Stopwatch Tutorial Is Finally Posted!lobster Productions



This simple tutorial shows you how to use StopWatch, a diagnostic tool in C#, to easily determine how long it takes (part of) your application to run. This is a simple way to check the speed of.

Introduction

Stopwatch Tutorial Is Finally Posted!lobster ProductionsPosted!lobster
  1. It's finally done! Thanks to TVPaint Animation 11, save automatically the files you are using. Combine this feature to the Auto Backup and you ensure yourself to never ever lose your work in case of crash system or power cut. Save options are now so numerous.
  2. Stopwatch class. Stopwatch class may seem like primitive class that makes some date math behind the scenes but it actually doesn't hold true. With Stopwatch class it is possible to make very accurate measurements if operating system and computer hardware support high-resolution performance counter.

On this page, we will present a stopwatch design. It is similar to the designin the Xilinx ISE tutorial. Wewill tackle it 'the MyHDL way' and take it from spec to implementation.

This is an extensive example, and we will use it to present all aspects of aMyHDL-based design flow. It's also a relatively advanced. If you havedifficulties understanding the material on this page, consider reading thefirst chapters of themanual or theearlier examples in this Cookbook first.

Specification

Compared to the design in the Xilinx ISE tutorial, our design is somewhatsimplified. The intention is not to avoid complexity, but merely to make thecode and the explanations better fit on a single web page. In particular, ourstopwatch will only have three digits: two digits for the seconds, and one forthe tenths of a second. Also, we will not consider clock generation issues andsimply assume that a 10Hz clock is available.

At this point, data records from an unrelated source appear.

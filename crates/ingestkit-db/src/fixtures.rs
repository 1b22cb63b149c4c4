use serde_json::json;
use sqlx::PgPool;

/// Create a users table with one column per supported type
pub async fn create_users(pool: &PgPool) -> Result<(), sqlx::Error> {
    sqlx::query(
        r#"
        CREATE TABLE IF NOT EXISTS users (
            id BIGSERIAL PRIMARY KEY,
            name TEXT NOT NULL,
            email VARCHAR(255),
            age INTEGER,
            score DOUBLE PRECISION,
            active BOOLEAN NOT NULL DEFAULT TRUE,
            profile JSONB,
            balance NUMERIC(12, 2),
            signup_date DATE,
            last_login TIMESTAMPTZ,
            external_id UUID
        )
        "#,
    )
    .execute(pool)
    .await?;

    // 20 rows, every 5th user has no email and is inactive
    for i in 0..20i64 {
        let email = (i % 5 != 0).then(|| format!("user{}@example.com", i));
        let profile = json!({
            "country": if i % 2 == 0 { "NL" } else { "US" },
            "tags": ["verified"]
        });

        // user i signed up i days after 2024-01-01, last logged in i hours after midnight,
        // external_id is md5('user-i') read as a uuid
        sqlx::query(
            r#"
            INSERT INTO users (name, email, age, score, active, profile,
                               balance, signup_date, last_login, external_id)
            VALUES ($1, $2, $3, $4, $5, $6,
                    $7::numeric(12, 2),
                    DATE '2024-01-01' + $8,
                    TIMESTAMPTZ '2024-01-01 00:00:00+00' + make_interval(hours => $8),
                    md5('user-' || $8::text)::uuid)
            "#,
        )
        .bind(format!("User {}", i))
        .bind(email)
        .bind(20 + (i % 40) as i32)
        .bind(i as f64 * 1.5)
        .bind(i % 5 != 0)
        .bind(profile)
        .bind(format!("{}.{:02}", i * 100, i))
        .bind(i as i32)
        .execute(pool)
        .await?;
    }

    Ok(())
}

/// Create an events table with a small fixed set of rows
pub async fn create_events(pool: &PgPool) -> Result<(), sqlx::Error> {
    sqlx::query(
        r#"
        CREATE TABLE IF NOT EXISTS events (
            id SERIAL PRIMARY KEY,
            user_id BIGINT NOT NULL,
            kind TEXT NOT NULL,
            payload JSON
        )
        "#,
    )
    .execute(pool)
    .await?;

    for (user_id, kind) in [(1i64, "login"), (1, "logout"), (2, "login")] {
        sqlx::query("INSERT INTO events (user_id, kind, payload) VALUES ($1, $2, $3)")
            .bind(user_id)
            .bind(kind)
            .bind(json!({ "source": "web" }))
            .execute(pool)
            .await?;
    }

    Ok(())
}

/// Clean up all test tables
pub async fn cleanup(pool: &PgPool) -> Result<(), sqlx::Error> {
    sqlx::query("DROP TABLE IF EXISTS users")
        .execute(pool)
        .await?;
    sqlx::query("DROP TABLE IF EXISTS events")
        .execute(pool)
        .await?;
    Ok(())
}
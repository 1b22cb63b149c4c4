use crate::endpoint::ApiEndpoint;
use crate::transport::{HttpConfig, HttpTransport, RawResponse, Transport};
use async_trait::async_trait;
use ingestkit_core::source::Cache;
use ingestkit_core::{
    Attempt, DataSource, Dataset, IngestError, LoadPolicy, Mismatch, Result, RetryPolicy, Schema,
    TransformPipeline, ValidationOutcome, with_backoff,
};
use serde_json::Value;

/// Why a single request attempt failed
#[derive(Debug)]
enum RequestFailure {
    Status(u16),
    Transport(IngestError),
}

impl std::fmt::Display for RequestFailure {
    fn fmt(&self, f: &mut std::fmt::Formatter<'_>) -> std::fmt::Result {
        match self {
            RequestFailure::Status(status) => write!(f, "HTTP status {}", status),
            RequestFailure::Transport(err) => write!(f, "{}", err),
        }
    }
}

/// JSON HTTP endpoint. Nothing is fetched until the first `load`.
#[derive(Debug)]
pub struct ApiSource<T: Transport = HttpTransport> {
    endpoint: ApiEndpoint,
    schema: Schema,
    retry: RetryPolicy,
    transport: T,
    cache: Cache,
    pipeline: Option<TransformPipeline>,
}

impl ApiSource<HttpTransport> {
    /// Source using a reqwest client built from `http`
    pub fn new(endpoint: ApiEndpoint, schema: Schema, http: &HttpConfig) -> Result<Self> {
        Ok(Self::with_transport(endpoint, schema, HttpTransport::new(http)?))
    }
}

impl<T: Transport> ApiSource<T> {
    pub fn with_transport(endpoint: ApiEndpoint, schema: Schema, transport: T) -> Self {
        Self {
            endpoint,
            schema,
            retry: RetryPolicy::default(),
            transport,
            cache: Cache::default(),
            pipeline: None,
        }
    }

    pub fn with_retry(mut self, retry: RetryPolicy) -> Self {
        self.retry = retry;
        self
    }

    pub fn with_pipeline(mut self, pipeline: TransformPipeline) -> Self {
        self.pipeline = Some(pipeline);
        self
    }

    pub fn endpoint(&self) -> &ApiEndpoint {
        &self.endpoint
    }

    pub fn retry_policy(&self) -> &RetryPolicy {
        &self.retry
    }

    pub fn transport(&self) -> &T {
        &self.transport
    }

    pub fn build_url(&self) -> String {
        self.endpoint.build_url()
    }

    /// GET the endpoint and parse the JSON body.
    ///
    /// - 200: parsed body
    /// - 404: `ApiConnection { status: 404 }` straight away, never retried
    /// - other statuses: retried with doubling delay, then `ApiConnection`
    ///   carrying the last status
    /// - transport failures: `Request` straight away, unless the retry policy
    ///   opts into retrying them
    pub async fn request_data(&self) -> Result<Value> {
        let url = self.build_url();
        let retry_transport = self.retry.retry_transport_errors;

        let result = with_backoff(&self.retry, &url, |attempt| {
            let url = url.as_str();
            async move {
                tracing::debug!(url, attempt, "requesting");
                match self
                    .transport
                    .get(url, &self.endpoint.headers, &self.endpoint.params)
                    .await
                {
                    Ok(RawResponse { status: 200, body }) => Ok(body),
                    Ok(RawResponse { status: 404, .. }) => {
                        Err(Attempt::Abort(RequestFailure::Status(404)))
                    }
                    Ok(RawResponse { status, .. }) => {
                        Err(Attempt::Retry(RequestFailure::Status(status)))
                    }
                    Err(err) if retry_transport => {
                        Err(Attempt::Retry(RequestFailure::Transport(err)))
                    }
                    Err(err) => Err(Attempt::Abort(RequestFailure::Transport(err))),
                }
            }
        })
        .await;

        match result {
            Ok(body) => serde_json::from_str(&body).map_err(|e| IngestError::parse(url, e)),
            Err(failure) => Err(match failure.error {
                RequestFailure::Status(status) => IngestError::ApiConnection {
                    status: Some(status),
                    attempts: failure.attempts,
                    cause: None,
                },
                RequestFailure::Transport(err) if failure.exhausted => {
                    IngestError::ApiConnection {
                        status: None,
                        attempts: failure.attempts,
                        cause: Some(err.to_string()),
                    }
                }
                RequestFailure::Transport(err) => err,
            }),
        }
    }

    /// Check the parsed body against the schema.
    ///
    /// For an object every schema field must be a top-level key. For an array
    /// of records the columns gathered from all records are checked. Any other
    /// body, including arrays holding non-objects, has no fields at all.
    pub fn validate_response(&self, body: &Value) -> Result<()> {
        let outcome = match body {
            Value::Object(map) => {
                let keys: Vec<&str> = map.keys().map(String::as_str).collect();
                self.schema.validate(&keys)
            }
            Value::Array(items) if items.iter().all(Value::is_object) => {
                let dataset = Dataset::from_json_value(body)?;
                self.schema.validate(&dataset.column_names())
            }
            _ => self.schema.validate::<&str>(&[]),
        };

        if let ValidationOutcome::Fail(Mismatch::MissingFields { missing }) = &outcome {
            tracing::warn!(url = %self.build_url(), ?missing, "response is missing fields");
        }
        outcome.into_result(&self.schema)
    }
}

#[async_trait]
impl<T: Transport> DataSource for ApiSource<T> {
    fn label(&self) -> String {
        format!("api {}", self.build_url())
    }

    fn schema(&self) -> &Schema {
        &self.schema
    }

    fn load_policy(&self) -> LoadPolicy {
        LoadPolicy::Lazy
    }

    async fn load(&mut self) -> Result<&Dataset> {
        let body = self.request_data().await?;
        self.validate_response(&body)?;
        let dataset = Dataset::from_json_value(&body)?;

        tracing::info!(
            url = %self.build_url(),
            rows = dataset.len(),
            columns = dataset.width(),
            "loaded api response"
        );
        Ok(self.cache.replace(dataset))
    }

    fn dataset(&self) -> Result<&Dataset> {
        self.cache.get(|| self.label())
    }

    fn pipeline(&self) -> Option<&TransformPipeline> {
        self.pipeline.as_ref()
    }
}
use crate::schema::{Mismatch, Schema};
use std::path::PathBuf;

pub type Result<T, E = IngestError> = std::result::Result<T, E>;

/// Everything that can go wrong while loading, validating or exporting data.
///
/// Backend errors (sqlx, reqwest, csv, xlsx) are flattened into these variants
/// where they happen so callers only ever match on one taxonomy.
#[derive(Debug, thiserror::Error)]
pub enum IngestError {
    /// The path's extension does not match the format the source expects
    #[error("format mismatch for '{}': expected {expected}, found {actual}", .path.display())]
    FormatMismatch {
        path: PathBuf,
        expected: String,
        actual: String,
    },

    #[error("schema mismatch: {mismatch} (schema: {schema})")]
    SchemaMismatch { mismatch: Mismatch, schema: Schema },

    /// HTTP endpoint or database could not be reached, carries the last HTTP status if any
    #[error("{}", connection_message(.status, *.attempts, .cause.as_deref()))]
    ApiConnection {
        status: Option<u16>,
        attempts: u32,
        cause: Option<String>,
    },

    /// Transport-level failure (refused, timeout, DNS), not an HTTP status
    #[error("request to {url} failed: {message}")]
    Request { url: String, message: String },

    #[error("query failed: {message}")]
    Query { message: String },

    #[error("unsupported export format '{format}' (expected csv, json or spreadsheet)")]
    UnsupportedFormat { format: String },

    #[error("no data loaded for {source_label}")]
    NotLoaded { source_label: String },

    #[error("failed to read '{}': {source}", .path.display())]
    Io {
        path: PathBuf,
        #[source]
        source: std::io::Error,
    },

    #[error("failed to parse {what}: {message}")]
    Parse { what: String, message: String },

    #[error("export failed: {message}")]
    Export { message: String },

    #[error("invalid dataset: {message}")]
    InvalidDataset { message: String },

    #[error("invalid configuration: {message}")]
    Config { message: String },
}

fn connection_message(status: &Option<u16>, attempts: u32, cause: Option<&str>) -> String {
    let mut msg = match status {
        Some(code) => format!("connection failed with HTTP status {code}"),
        None => "connection failed".to_string(),
    };
    msg.push_str(&format!(" after {attempts} attempt(s)"));
    if let Some(cause) = cause {
        msg.push_str(": ");
        msg.push_str(cause);
    }
    msg
}

impl IngestError {
    /// HTTP status carried by an `ApiConnection` error
    pub fn status(&self) -> Option<u16> {
        match self {
            IngestError::ApiConnection { status, .. } => *status,
            _ => None,
        }
    }

    pub fn parse(what: impl Into<String>, err: impl std::fmt::Display) -> Self {
        IngestError::Parse {
            what: what.into(),
            message: err.to_string(),
        }
    }
}

impl From<csv::Error> for IngestError {
    fn from(err: csv::Error) -> Self {
        IngestError::parse("csv", err)
    }
}

impl From<rust_xlsxwriter::XlsxError> for IngestError {
    fn from(err: rust_xlsxwriter::XlsxError) -> Self {
        IngestError::Export {
            message: err.to_string(),
        }
    }
}
pub mod endpoint;
pub mod source;
pub mod transport;

pub use endpoint::ApiEndpoint;
pub use source::ApiSource;
pub use transport::{HttpConfig, HttpTransport, RawResponse, Transport};
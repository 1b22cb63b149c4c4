//! Layered configuration for ingestkit.
//!
//! Uses `figment`: built-in defaults -> optional TOML file -> `INGESTKIT_`
//! environment variables (`__` separates nested keys, so
//! `INGESTKIT_RETRY__MAX_RETRIES=5` sets `retry.max_retries`).

use figment::{
    Figment,
    providers::{Env, Format, Serialized, Toml},
};
use ingestkit_api::{ApiEndpoint, ApiSource, HttpConfig};
use ingestkit_core::{
    DataSource, ExportOptions, FileFormat, FileSource, IngestError, Result, RetryPolicy, Schema,
};
use ingestkit_db::{Credentials, DatabaseSource, DialectKind};
use serde::{Deserialize, Serialize};
use serde_json::Value;
use std::collections::BTreeMap;
use std::path::{Path, PathBuf};
use std::time::Duration;

/// Prefix for environment overrides
pub const ENV_PREFIX: &str = "INGESTKIT_";

/// Top-level configuration
#[derive(Debug, Clone, Default, PartialEq, Serialize, Deserialize)]
#[serde(default)]
pub struct IngestConfig {
    /// Backoff used by API and database sources without their own policy
    pub retry: RetryPolicy,
    pub http: HttpConfig,
    pub export: ExportOptions,
    /// Named sources
    pub sources: BTreeMap<String, SourceConfig>,
}

/// One named source entry, tagged by `type`
#[derive(Debug, Clone, PartialEq, Serialize, Deserialize)]
#[serde(tag = "type", rename_all = "lowercase")]
pub enum SourceConfig {
    Csv {
        path: PathBuf,
        schema: Schema,
    },
    Json {
        path: PathBuf,
        schema: Schema,
    },
    Api {
        base_url: String,
        endpoint: String,
        schema: Schema,
        #[serde(default)]
        headers: BTreeMap<String, String>,
        #[serde(default)]
        params: BTreeMap<String, String>,
        #[serde(default)]
        retry: Option<RetryPolicy>,
    },
    Database {
        #[serde(default)]
        dialect: DialectKind,
        credentials: Credentials,
        schema: Schema,
        /// Query run on load
        #[serde(default)]
        query: Option<String>,
        #[serde(default)]
        params: Vec<Value>,
        #[serde(default)]
        retry: Option<RetryPolicy>,
        #[serde(default)]
        connect_timeout_secs: Option<u64>,
    },
}

impl SourceConfig {
    pub fn kind(&self) -> &'static str {
        match self {
            SourceConfig::Csv { .. } => "csv",
            SourceConfig::Json { .. } => "json",
            SourceConfig::Api { .. } => "api",
            SourceConfig::Database { .. } => "database",
        }
    }
}

/// Load configuration, layering an optional TOML file and the environment
/// over the defaults. An explicit path that does not exist is an error.
pub fn load_config(path: Option<&Path>) -> Result<IngestConfig> {
    let mut figment = Figment::from(Serialized::defaults(IngestConfig::default()));

    if let Some(path) = path {
        if !path.exists() {
            return Err(IngestError::Config {
                message: format!("config file not found: {}", path.display()),
            });
        }
        figment = figment.merge(Toml::file(path));
    }

    figment = figment.merge(Env::prefixed(ENV_PREFIX).split("__"));

    let config: IngestConfig = figment.extract().map_err(|e| IngestError::Config {
        message: e.to_string(),
    })?;
    tracing::debug!(sources = config.sources.len(), "configuration loaded");
    Ok(config)
}

impl IngestConfig {
    pub fn source_config(&self, name: &str) -> Result<&SourceConfig> {
        self.sources.get(name).ok_or_else(|| IngestError::Config {
            message: format!("no source named '{}'", name),
        })
    }

    /// Open a named csv or json source. Files load eagerly, so this reads
    /// and validates the file.
    pub async fn open_file_source(&self, name: &str) -> Result<FileSource> {
        match self.source_config(name)? {
            SourceConfig::Csv { path, schema } => {
                FileSource::open(path, FileFormat::Csv, schema.clone()).await
            }
            SourceConfig::Json { path, schema } => {
                FileSource::open(path, FileFormat::Json, schema.clone()).await
            }
            other => Err(wrong_kind(name, "file", other)),
        }
    }

    /// Build a named API source. Nothing is requested until it is loaded.
    pub fn api_source(&self, name: &str) -> Result<ApiSource> {
        match self.source_config(name)? {
            SourceConfig::Api {
                base_url,
                endpoint,
                schema,
                headers,
                params,
                retry,
            } => {
                let mut ep = ApiEndpoint::new(base_url.as_str(), endpoint.as_str());
                for (k, v) in headers {
                    ep = ep.header(k.as_str(), v.as_str());
                }
                for (k, v) in params {
                    ep = ep.param(k.as_str(), v.as_str());
                }
                let source = ApiSource::new(ep, schema.clone(), &self.http)?
                    .with_retry(retry.clone().unwrap_or_else(|| self.retry.clone()));
                Ok(source)
            }
            other => Err(wrong_kind(name, "api", other)),
        }
    }

    /// Build a named database source. Connects on first use.
    pub fn database_source(&self, name: &str) -> Result<DatabaseSource> {
        match self.source_config(name)? {
            SourceConfig::Database {
                dialect,
                credentials,
                schema,
                query,
                params,
                retry,
                connect_timeout_secs,
            } => {
                let mut source =
                    DatabaseSource::with_dialect(credentials.clone(), dialect.dialect(), schema.clone())
                        .with_retry(retry.clone().unwrap_or_else(|| self.retry.clone()))
                        .with_export_options(self.export.clone());
                if let Some(sql) = query {
                    source = source.with_query(sql.as_str(), params.clone());
                }
                if let Some(secs) = connect_timeout_secs {
                    source = source.with_connect_timeout(Duration::from_secs(*secs));
                }
                Ok(source)
            }
            other => Err(wrong_kind(name, "database", other)),
        }
    }

    /// Build any named source behind the common trait
    pub async fn source(&self, name: &str) -> Result<Box<dyn DataSource>> {
        let source: Box<dyn DataSource> = match self.source_config(name)? {
            SourceConfig::Csv { .. } | SourceConfig::Json { .. } => {
                Box::new(self.open_file_source(name).await?)
            }
            SourceConfig::Api { .. } => Box::new(self.api_source(name)?),
            SourceConfig::Database { .. } => Box::new(self.database_source(name)?),
        };
        Ok(source)
    }
}

fn wrong_kind(name: &str, wanted: &str, found: &SourceConfig) -> IngestError {
    IngestError::Config {
        message: format!(
            "source '{}' is a {} source, not a {} source",
            name,
            found.kind(),
            wanted
        ),
    }
}
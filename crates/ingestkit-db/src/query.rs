use chrono::{DateTime, NaiveDate, NaiveDateTime, NaiveTime, Utc};
use futures::TryStreamExt;
use ingestkit_core::{Column, Dataset, IngestError, Result};
use rust_decimal::Decimal;
use rust_decimal::prelude::ToPrimitive;
use serde_json::Value;
use sqlx::postgres::{PgArguments, PgColumn, PgRow};
use sqlx::query::Query;
use sqlx::{Column as _, Executor, PgPool, Postgres, Row, Statement, TypeInfo};
use uuid::Uuid;

/// Run a parameterized query and materialise the rows as a dataset.
///
/// Every failure, from the driver or from decoding, comes back as `Query`.
/// Column types are checked whether or not the query returns rows.
pub async fn fetch_dataset(pool: &PgPool, sql: &str, params: &[Value]) -> Result<Dataset> {
    tracing::debug!(sql, params = params.len(), "running query");

    let query = bind_params(sqlx::query(sql), params);
    let mut stream = query.fetch(pool);

    let mut names: Vec<String> = Vec::new();
    let mut kinds: Vec<ColumnKind> = Vec::new();
    let mut columns: Vec<Vec<Value>> = Vec::new();
    let mut seen_row = false;
    while let Some(row) = stream.try_next().await.map_err(query_error)? {
        if !seen_row {
            seen_row = true;
            names = column_names(row.columns());
            kinds = column_kinds(row.columns())?;
            columns = vec![Vec::new(); names.len()];
        }
        for (i, kind) in kinds.iter().enumerate() {
            columns[i].push(decode(&row, i, *kind).map_err(query_error)?);
        }
    }
    drop(stream);

    // No rows means no column metadata from the result, ask the statement instead
    if !seen_row {
        let statement = pool.prepare(sql).await.map_err(query_error)?;
        column_kinds(statement.columns())?;
        names = column_names(statement.columns());
        columns = vec![Vec::new(); names.len()];
    }

    let dataset = Dataset::new(
        names
            .into_iter()
            .zip(columns)
            .map(|(name, values)| Column::new(name, values))
            .collect(),
    )
    .map_err(query_error)?;

    tracing::debug!(rows = dataset.len(), columns = dataset.width(), "query finished");
    Ok(dataset)
}

fn query_error(err: impl std::fmt::Display) -> IngestError {
    IngestError::Query {
        message: err.to_string(),
    }
}

/// Bind JSON values as query parameters
fn bind_params<'q>(
    mut query: Query<'q, Postgres, PgArguments>,
    params: &'q [Value],
) -> Query<'q, Postgres, PgArguments> {
    for param in params {
        query = match param {
            Value::Null => query.bind(None::<String>),
            Value::Bool(b) => query.bind(*b),
            Value::Number(n) => match n.as_i64() {
                Some(i) => query.bind(i),
                None => query.bind(n.as_f64()),
            },
            Value::String(s) => query.bind(s.as_str()),
            other => query.bind(sqlx::types::Json(other)),
        };
    }
    query
}

/// How a Postgres column is turned into JSON
#[derive(Debug, Clone, Copy, PartialEq, Eq)]
enum ColumnKind {
    Bool,
    Int2,
    Int4,
    Int8,
    Float4,
    Float8,
    Numeric,
    Text,
    Json,
    Date,
    Time,
    Timestamp,
    TimestampTz,
    Uuid,
}

fn column_kind(column: &str, type_name: &str) -> Result<ColumnKind> {
    let kind = match type_name {
        "BOOL" => ColumnKind::Bool,
        "INT2" => ColumnKind::Int2,
        "INT4" => ColumnKind::Int4,
        "INT8" => ColumnKind::Int8,
        "FLOAT4" => ColumnKind::Float4,
        "FLOAT8" => ColumnKind::Float8,
        "NUMERIC" => ColumnKind::Numeric,
        "TEXT" | "VARCHAR" | "BPCHAR" | "NAME" => ColumnKind::Text,
        "JSON" | "JSONB" => ColumnKind::Json,
        "DATE" => ColumnKind::Date,
        "TIME" => ColumnKind::Time,
        "TIMESTAMP" => ColumnKind::Timestamp,
        "TIMESTAMPTZ" => ColumnKind::TimestampTz,
        "UUID" => ColumnKind::Uuid,
        other => {
            return Err(IngestError::Query {
                message: format!(
                    "column '{}' has unsupported type {}, cast it in the query",
                    column, other
                ),
            });
        }
    };
    Ok(kind)
}

fn column_kinds(columns: &[PgColumn]) -> Result<Vec<ColumnKind>> {
    columns
        .iter()
        .map(|c| column_kind(c.name(), c.type_info().name()))
        .collect()
}

fn column_names(columns: &[PgColumn]) -> Vec<String> {
    columns.iter().map(|c| c.name().to_string()).collect()
}

/// Decode one cell. SQL NULL becomes JSON null.
///
/// Dates and times come out as ISO 8601 strings, UUIDs hyphenated.
fn decode(row: &PgRow, i: usize, kind: ColumnKind) -> Result<Value, sqlx::Error> {
    let value = match kind {
        ColumnKind::Bool => row.try_get::<Option<bool>, _>(i)?.map(Value::from),
        ColumnKind::Int2 => row.try_get::<Option<i16>, _>(i)?.map(Value::from),
        ColumnKind::Int4 => row.try_get::<Option<i32>, _>(i)?.map(Value::from),
        ColumnKind::Int8 => row.try_get::<Option<i64>, _>(i)?.map(Value::from),
        ColumnKind::Float4 => row
            .try_get::<Option<f32>, _>(i)?
            .map(|n| Value::from(n as f64)),
        ColumnKind::Float8 => row.try_get::<Option<f64>, _>(i)?.map(Value::from),
        ColumnKind::Numeric => row.try_get::<Option<Decimal>, _>(i)?.map(numeric_to_json),
        ColumnKind::Text => row.try_get::<Option<String>, _>(i)?.map(Value::from),
        ColumnKind::Json => row.try_get::<Option<Value>, _>(i)?,
        ColumnKind::Date => row
            .try_get::<Option<NaiveDate>, _>(i)?
            .map(|d| Value::from(d.to_string())),
        ColumnKind::Time => row
            .try_get::<Option<NaiveTime>, _>(i)?
            .map(|t| Value::from(t.to_string())),
        ColumnKind::Timestamp => row
            .try_get::<Option<NaiveDateTime>, _>(i)?
            .map(|ts| Value::from(ts.format("%Y-%m-%dT%H:%M:%S%.f").to_string())),
        ColumnKind::TimestampTz => row
            .try_get::<Option<DateTime<Utc>>, _>(i)?
            .map(|ts| Value::from(ts.to_rfc3339())),
        ColumnKind::Uuid => row
            .try_get::<Option<Uuid>, _>(i)?
            .map(|id| Value::from(id.to_string())),
    };
    Ok(value.unwrap_or(Value::Null))
}

/// Whole numbers that fit in i64 stay integers, the rest become floats.
/// Values no f64 can hold are kept as their decimal text.
fn numeric_to_json(d: Decimal) -> Value {
    if d.scale() == 0
        && let Some(i) = d.to_i64()
    {
        return Value::from(i);
    }
    match d.to_f64().and_then(serde_json::Number::from_f64) {
        Some(n) => Value::Number(n),
        None => Value::String(d.to_string()),
    }
}

#[cfg(test)]
mod tests {
    use super::*;
    use serde_json::json;

    #[test]
    fn test_column_kind_covers_common_types() {
        for (type_name, kind) in [
            ("INT4", ColumnKind::Int4),
            ("NUMERIC", ColumnKind::Numeric),
            ("VARCHAR", ColumnKind::Text),
            ("DATE", ColumnKind::Date),
            ("TIMESTAMP", ColumnKind::Timestamp),
            ("TIMESTAMPTZ", ColumnKind::TimestampTz),
            ("UUID", ColumnKind::Uuid),
            ("JSONB", ColumnKind::Json),
        ] {
            assert_eq!(column_kind("c", type_name).unwrap(), kind, "{type_name}");
        }
    }

    #[test]
    fn test_unsupported_type_names_column() {
        let err = column_kind("location", "POINT").unwrap_err();
        assert_eq!(
            err.to_string(),
            "query failed: column 'location' has unsupported type POINT, cast it in the query"
        );
    }

    #[test]
    fn test_numeric_to_json() {
        assert_eq!(numeric_to_json(Decimal::new(42, 0)), json!(42));
        assert_eq!(numeric_to_json(Decimal::new(15, 1)), json!(1.5));
        assert_eq!(numeric_to_json(Decimal::new(10001, 2)), json!(100.01));
        assert_eq!(numeric_to_json(Decimal::new(-7, 0)), json!(-7));
    }
}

The interface of the stopwatch design looks as follows:

Architecture

A stopwatch system is naturally partitioned as follows:

  • a subsystem that counts time, expressed as digits in bcd (binary coded decimal) code
  • a subsystem that displays the count, by converting each bcd digit to a 7 segment led display

A natural partitioning often works best, and that's how we will approach thedesign. We will first design a time counter and then a bcd to led convertor.

Time counter design

Approach

Stopwatch Tutorial Is Finally Posted!lobster Productions

One of the goals of the MyHDL project is to promote the use of modern softwaredevelopment techniques for hardware design. One such technique is the conceptof unit testing, a cornerstone of extreme programming (XP).

Unit testing means writing a dedicated test for each building block of adesign, and aggregating all tests in a regression test suite using a unit testframework. Moreover, the XP idea is to write the unit test first, before theactual implementation. This makes sure that the test writer concentrates on allaspects of the high level specification, without being influenced by lowerlevel implementation details.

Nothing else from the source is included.